[Stored data entries]
○ ○ ○
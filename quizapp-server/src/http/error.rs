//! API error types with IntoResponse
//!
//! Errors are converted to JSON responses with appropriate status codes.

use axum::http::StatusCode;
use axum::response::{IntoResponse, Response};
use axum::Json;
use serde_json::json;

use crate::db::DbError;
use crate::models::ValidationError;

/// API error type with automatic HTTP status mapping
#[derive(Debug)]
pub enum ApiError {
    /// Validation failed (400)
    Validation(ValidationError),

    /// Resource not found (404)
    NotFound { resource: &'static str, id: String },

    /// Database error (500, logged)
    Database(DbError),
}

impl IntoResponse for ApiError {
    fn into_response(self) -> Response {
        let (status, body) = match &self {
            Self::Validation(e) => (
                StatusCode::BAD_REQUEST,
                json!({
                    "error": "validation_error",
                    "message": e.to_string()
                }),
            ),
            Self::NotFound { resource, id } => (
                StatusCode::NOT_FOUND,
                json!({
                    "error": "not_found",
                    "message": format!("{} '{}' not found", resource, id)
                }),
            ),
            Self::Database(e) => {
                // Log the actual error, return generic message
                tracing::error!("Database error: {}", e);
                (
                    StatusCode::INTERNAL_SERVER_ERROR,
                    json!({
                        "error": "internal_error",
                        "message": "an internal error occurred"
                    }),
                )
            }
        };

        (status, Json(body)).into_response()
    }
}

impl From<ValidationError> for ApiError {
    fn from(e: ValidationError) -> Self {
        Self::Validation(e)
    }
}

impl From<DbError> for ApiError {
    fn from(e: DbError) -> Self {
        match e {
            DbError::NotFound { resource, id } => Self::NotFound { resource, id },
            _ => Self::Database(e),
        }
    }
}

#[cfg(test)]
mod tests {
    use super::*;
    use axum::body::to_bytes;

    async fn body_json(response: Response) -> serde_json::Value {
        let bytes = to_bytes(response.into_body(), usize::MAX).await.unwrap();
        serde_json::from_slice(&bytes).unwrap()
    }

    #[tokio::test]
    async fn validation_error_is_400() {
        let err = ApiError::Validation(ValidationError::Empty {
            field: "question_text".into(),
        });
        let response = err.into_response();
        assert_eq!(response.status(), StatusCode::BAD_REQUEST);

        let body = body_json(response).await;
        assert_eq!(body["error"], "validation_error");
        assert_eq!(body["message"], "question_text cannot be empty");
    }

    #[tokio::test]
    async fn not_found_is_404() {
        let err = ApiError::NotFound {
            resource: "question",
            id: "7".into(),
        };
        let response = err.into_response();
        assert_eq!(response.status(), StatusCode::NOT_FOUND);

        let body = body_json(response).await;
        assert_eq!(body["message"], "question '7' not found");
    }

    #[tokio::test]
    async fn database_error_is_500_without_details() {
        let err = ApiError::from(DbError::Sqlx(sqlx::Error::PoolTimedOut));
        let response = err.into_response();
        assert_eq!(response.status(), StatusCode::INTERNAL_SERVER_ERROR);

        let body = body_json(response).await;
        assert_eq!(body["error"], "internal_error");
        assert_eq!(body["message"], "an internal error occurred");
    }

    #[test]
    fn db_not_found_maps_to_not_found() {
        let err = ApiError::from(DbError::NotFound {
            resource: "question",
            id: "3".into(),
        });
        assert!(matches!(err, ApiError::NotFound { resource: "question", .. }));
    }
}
○ ○ ○
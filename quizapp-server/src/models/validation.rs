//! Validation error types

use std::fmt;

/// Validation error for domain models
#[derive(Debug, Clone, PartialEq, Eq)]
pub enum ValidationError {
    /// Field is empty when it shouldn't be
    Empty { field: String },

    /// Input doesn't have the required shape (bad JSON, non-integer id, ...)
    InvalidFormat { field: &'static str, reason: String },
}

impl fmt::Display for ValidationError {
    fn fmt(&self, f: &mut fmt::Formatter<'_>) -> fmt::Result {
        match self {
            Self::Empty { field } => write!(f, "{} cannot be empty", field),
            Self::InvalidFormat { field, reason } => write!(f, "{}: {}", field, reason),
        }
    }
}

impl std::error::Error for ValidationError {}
○ ○ ○
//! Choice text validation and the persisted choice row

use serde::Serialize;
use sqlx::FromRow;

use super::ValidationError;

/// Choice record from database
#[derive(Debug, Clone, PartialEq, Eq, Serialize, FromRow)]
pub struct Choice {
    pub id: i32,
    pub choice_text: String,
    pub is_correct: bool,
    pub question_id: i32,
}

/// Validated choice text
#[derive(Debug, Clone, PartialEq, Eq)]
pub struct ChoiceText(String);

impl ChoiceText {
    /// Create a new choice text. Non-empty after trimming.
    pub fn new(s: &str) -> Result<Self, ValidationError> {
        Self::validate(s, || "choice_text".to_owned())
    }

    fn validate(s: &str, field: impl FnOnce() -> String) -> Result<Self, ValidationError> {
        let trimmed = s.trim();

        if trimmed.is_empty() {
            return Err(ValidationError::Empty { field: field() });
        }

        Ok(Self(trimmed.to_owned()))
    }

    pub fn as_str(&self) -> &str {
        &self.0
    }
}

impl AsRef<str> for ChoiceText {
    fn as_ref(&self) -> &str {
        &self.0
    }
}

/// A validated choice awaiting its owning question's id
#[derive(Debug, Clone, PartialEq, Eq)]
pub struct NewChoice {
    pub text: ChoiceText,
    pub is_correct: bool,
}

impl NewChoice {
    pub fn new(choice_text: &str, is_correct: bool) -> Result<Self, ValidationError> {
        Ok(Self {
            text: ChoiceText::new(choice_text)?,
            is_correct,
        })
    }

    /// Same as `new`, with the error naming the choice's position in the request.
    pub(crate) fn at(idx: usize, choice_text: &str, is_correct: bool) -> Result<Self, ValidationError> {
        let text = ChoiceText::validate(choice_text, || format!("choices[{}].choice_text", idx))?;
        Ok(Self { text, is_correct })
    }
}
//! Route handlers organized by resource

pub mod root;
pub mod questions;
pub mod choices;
○ ○ ○
## Task requirements
For each line above that contains the word "trimmed", give the line as it is written.

## Response
        let trimmed = s.trim();
        if trimmed.is_empty() {
        Ok(Self(trimmed.to_owned()))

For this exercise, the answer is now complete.